Concerned about recycling confusion, Connecticut’s RecycleCT program, run by the Department of Energy and Environmental Protection, created the “What’s In, What’s Out” campaign late last year to spread the word about what to recycle and how. Along with plastic bags, other no-no’s are styrofoam cups, foam peanuts, and disposable razors.

“The campaign is really focused on helping people know what goes in your curbside bin and what doesn’t,” says Sherill Baldwin, who runs RecycleCT for DEEP. Working with the state’s recycling companies and others, “it was the plan of the department to create a statewide marketing campaign around recycling. However, we realized that every town is different. It became almost a joke.”

So RecycleCT took on the problem and created its in-and-out list after consulting with the state’s recycling companies, known as materials recovery facilities. There’s even a widget on its website, which can be installed on municipal and other sites, where you can find out whether something is in or out. Each item was discussed with the facilities operators in terms of whether it was “detrimental to your staff or [might] cause harm to your employees” and whether it might be hazardous to the company’s equipment, Baldwin says.

“I think overall it’s a sound and strong program,” she says. A survey was recently sent to find out whether consumers and municipalities are using the RecycleCT’s list and its materials, including sticker templates, brochures, videos, social media images and bin stickers and hangers.
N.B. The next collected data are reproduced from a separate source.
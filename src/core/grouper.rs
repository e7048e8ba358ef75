//! Root grouper.
//!
//! Buckets titles by their root, the text before the first colon. Roots
//! shared by several distinct titles are the first hint of a series.

use indexmap::{IndexMap, IndexSet};

/// Root of a title: the trimmed text before the first colon, or the whole
/// title when there is no colon.
pub fn root(title: &str) -> &str {
    match title.split_once(':') {
        Some((before, _)) => before.trim(),
        None => title,
    }
}

/// Distinct titles grouped by root, in first-seen order.
#[derive(Debug, Default)]
pub struct RootGroups<'a> {
    groups: IndexMap<&'a str, IndexSet<&'a str>>,
}

impl<'a> RootGroups<'a> {
    /// Group every title under its root.
    pub fn build<I>(titles: I) -> Self
    where
        I: IntoIterator<Item = &'a str>,
    {
        let mut groups: IndexMap<&'a str, IndexSet<&'a str>> = IndexMap::new();
        for title in titles {
            groups.entry(root(title)).or_default().insert(title);
        }
        Self { groups }
    }

    /// Iterate roots with their distinct titles.
    pub fn iter(&self) -> impl Iterator<Item = (&'a str, &IndexSet<&'a str>)> {
        self.groups.iter().map(|(root, titles)| (*root, titles))
    }

    /// Number of distinct roots.
    pub fn len(&self) -> usize {
        self.groups.len()
    }

    pub fn is_empty(&self) -> bool {
        self.groups.is_empty()
    }
}
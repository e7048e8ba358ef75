//! Organize command implementation.
//!
//! Loads the viewing history, classifies it, and writes the HTML report.

use crate::core::{aggregator, loader};
use crate::generators::html;
use crate::models::config::Config;
use crate::models::history::History;
use crate::utils::fs::write_output;
use crate::Result;
use colored::Colorize;
use std::path::Path;

/// Load and aggregate the history at `input`.
///
/// Shared by every command that reads a viewing history.
pub fn load_history(input: &Path, config: &Config) -> Result<History> {
    let report = loader::load_records(input)?;
    aggregator::aggregate(&report.records, &config.vocabulary)
}

/// Execute the organize command.
pub fn organize(input: &Path, output: &Path, config: &Config) -> Result<()> {
    println!("{}", "Reading viewing history...".bold().cyan());

    let history = load_history(input, config)?;

    println!(
        "Found {} movies and {} series.",
        history.movies.len().to_string().bold(),
        history.series.len().to_string().bold()
    );
    println!("Generating HTML...");

    let document = html::render_report(&history);
    write_output(output, &document)?;

    tracing::debug!("Wrote {} bytes to {}", document.len(), output.display());
    println!(
        "{} Open '{}' to see your list.",
        "Success!".green().bold(),
        output.display()
    );

    Ok(())
}
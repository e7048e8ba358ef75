//! Watch Organizer Library
//!
//! Reclassifies a flat viewing-history export into movies and series,
//! grouped by show and season, and renders a browsable report.

pub mod cli;
pub mod core;
pub mod error;
pub mod generators;
pub mod models;
pub mod utils;

pub use error::{Error, Result};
Baldwin says municipalities are making changes as contracts come up for renewal.

“Our program is about outreach and education but it’s also about changing behavior, and that is a long-term process,” she says.

RecycleCT recently won an award from the Northeast Recycling Council for its multimedia campaign, which has received 70,000 website visits, 104,000 searches on its website widget and 1.9 million video views since its launch Nov. 14, 2017. “Connecticut’s effort to simplify the communication about what to recycle is a major step forward,” Rubinstein says. “As far as I know, it was the first in the country to pull this off.”